▶ _What you will do_
Retype, without alteration, each line from the line containing "an empty manifest" to the final line of the records.

[Stored dataset items]
//! Static component manifest
//!
//! A [`MetadataReader`] backed by plain descriptors, used when component
//! metadata is declared in a bootstrap file rather than read from a live
//! container.

use crate::metadata::{ConsumerField, ExportMetadata, ProviderType};
use crate::traits::MetadataReader;
use serde::{Deserialize, Serialize};

/// Metadata of one registered component
#[derive(Debug, Clone, PartialEq, Eq, Serialize, Deserialize)]
pub struct ComponentDescriptor {
    /// Registered component name
    pub name: String,

    /// Identifier of the component's type
    pub type_name: String,

    /// Interfaces the type implements directly
    #[serde(default)]
    pub interfaces: Vec<String>,

    /// Fields carrying consumer metadata
    #[serde(default)]
    pub consumers: Vec<ConsumerField>,

    /// Export metadata on the type, if any
    #[serde(default)]
    pub export: Option<ExportMetadata>,
}

impl ComponentDescriptor {
    /// Create a descriptor with no metadata
    pub fn new(name: impl Into<String>, type_name: impl Into<String>) -> Self {
        Self {
            name: name.into(),
            type_name: type_name.into(),
            interfaces: Vec::new(),
            consumers: Vec::new(),
            export: None,
        }
    }

    /// Add a directly implemented interface
    pub fn implementing(mut self, interface: impl Into<String>) -> Self {
        self.interfaces.push(interface.into());
        self
    }

    /// Add a consumer field
    pub fn with_consumer(mut self, field: ConsumerField) -> Self {
        self.consumers.push(field);
        self
    }

    /// Attach export metadata
    pub fn exported(mut self, export: ExportMetadata) -> Self {
        self.export = Some(export);
        self
    }
}

/// Ordered collection of component descriptors
#[derive(Debug, Clone, Default, PartialEq, Eq, Serialize, Deserialize)]
pub struct ComponentManifest {
    /// Components in registration order
    #[serde(default)]
    pub components: Vec<ComponentDescriptor>,
}

impl ComponentManifest {
    /// Create an empty manifest
    pub fn new() -> Self {
        Self::default()
    }

    /// Append a component
    pub fn push(&mut self, component: ComponentDescriptor) {
        self.components.push(component);
    }

    /// Look up a component by name
    pub fn get(&self, name: &str) -> Option<&ComponentDescriptor> {
        self.components.iter().find(|c| c.name == name)
    }
}

impl MetadataReader for ComponentManifest {
    fn component_names(&self) -> Vec<String> {
        self.components.iter().map(|c| c.name.clone()).collect()
    }

    fn consumer_fields(&self, component: &str) -> Vec<ConsumerField> {
        self.get(component)
            .map(|c| c.consumers.clone())
            .unwrap_or_default()
    }

    fn provider_type(&self, component: &str) -> Option<ProviderType> {
        let descriptor = self.get(component)?;
        let export = descriptor.export.clone()?;
        Some(ProviderType {
            component: descriptor.name.clone(),
            type_name: descriptor.type_name.clone(),
            interfaces: descriptor.interfaces.clone(),
            export,
        })
    }
}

▶ _Task result_
    /// Create an empty manifest
    pub fn new() -> Self {
        Self::default()
    }

    /// Append a component
    pub fn push(&mut self, component: ComponentDescriptor) {
        self.components.push(component);
    }

    /// Look up a component by name
    pub fn get(&self, name: &str) -> Option<&ComponentDescriptor> {
        self.components.iter().find(|c| c.name == name)
    }
}

impl MetadataReader for ComponentManifest {
    fn component_names(&self) -> Vec<String> {
        self.components.iter().map(|c| c.name.clone()).collect()
    }

    fn consumer_fields(&self, component: &str) -> Vec<ConsumerField> {
        self.get(component)
            .map(|c| c.consumers.clone())
            .unwrap_or_default()
    }

    fn provider_type(&self, component: &str) -> Option<ProviderType> {
        let descriptor = self.get(component)?;
        let export = descriptor.export.clone()?;
        Some(ProviderType {
            component: descriptor.name.clone(),
            type_name: descriptor.type_name.clone(),
            interfaces: descriptor.interfaces.clone(),
            export,
        })
    }
}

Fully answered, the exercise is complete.